History’s record-setting miniseries
Hatfields & McCoys certainly kicked off what
looks to be a hot ratings summer for cable.

The three-part series starring Kevin Costner
and Bill Paxton blew away all estimated projections
to become the most-watched miniseries in
cable history, averaging a whopping 13.8 million
viewers on Memorial Day and the two days after.

That bodes well for the rest of the summer for
cable, which is lining up such shows as the highly
anticipated premiere of TNT’s Dallas revival
and the return of perennial summer hits such
as Burn Notice (USA Network), Pretty Little Liars
(ABC Family), Rizzoli & Isles (TNT) and Army
(Lifetime). The summer will also feature
the finale of one of cable’s most popular and highly rated series,
The Closer.

With its summer programming slate, ad-backed cable will
look to continue increasing its audience dominance over the
broadcast networks. Cable has averaged a 70% or more share
of household live-plus-seven viewing during four of the last
five summers, compared to a household share of
less than 30% for the Big Four broadcast networks.

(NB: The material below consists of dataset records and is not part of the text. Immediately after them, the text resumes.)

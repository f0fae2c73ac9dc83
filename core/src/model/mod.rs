// stagehand/src/model/mod.rs

//! Defines the `PipelineModel`, its query surface, its edits and its run.

pub mod definition;
pub mod editing;
pub mod execution;

// Re-export the main model struct
pub use definition::{PipelineModel, RowData, RowRole};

The one year those results were altered was in
2008, when broadcasters — on the strength of
NBC’s 2008 Olympics coverage from Beijing —
drew a 31% share while pulling cable’s share down
to 69%. Cable faces with the same challenge this
summer with NBC’s July 27-Aug. 12 coverage of the
2012 Olympics from London.

The Peacock Network will broadcast 272 hours
of coverage from London over 17 days beginning in
July, nearly 50 hours more than NBC’s 225 hours of
coverage during the 2008 Beijing Summer Games.

And with another 5,300 hours of Olympics coverage
via NBC-owned cable channels, as well as
online and mobile streams, the games will pose a
threat to cable’s recent gold-standard household share.

Undaunted, cable-network executives said they will put
their best foot forward and run their top scripted and reality
series, specials and original movies up against the Olympics.

All in all, it’s shaping up to be a great summer for viewers to
stay indoors, in front of their big-screen TVs.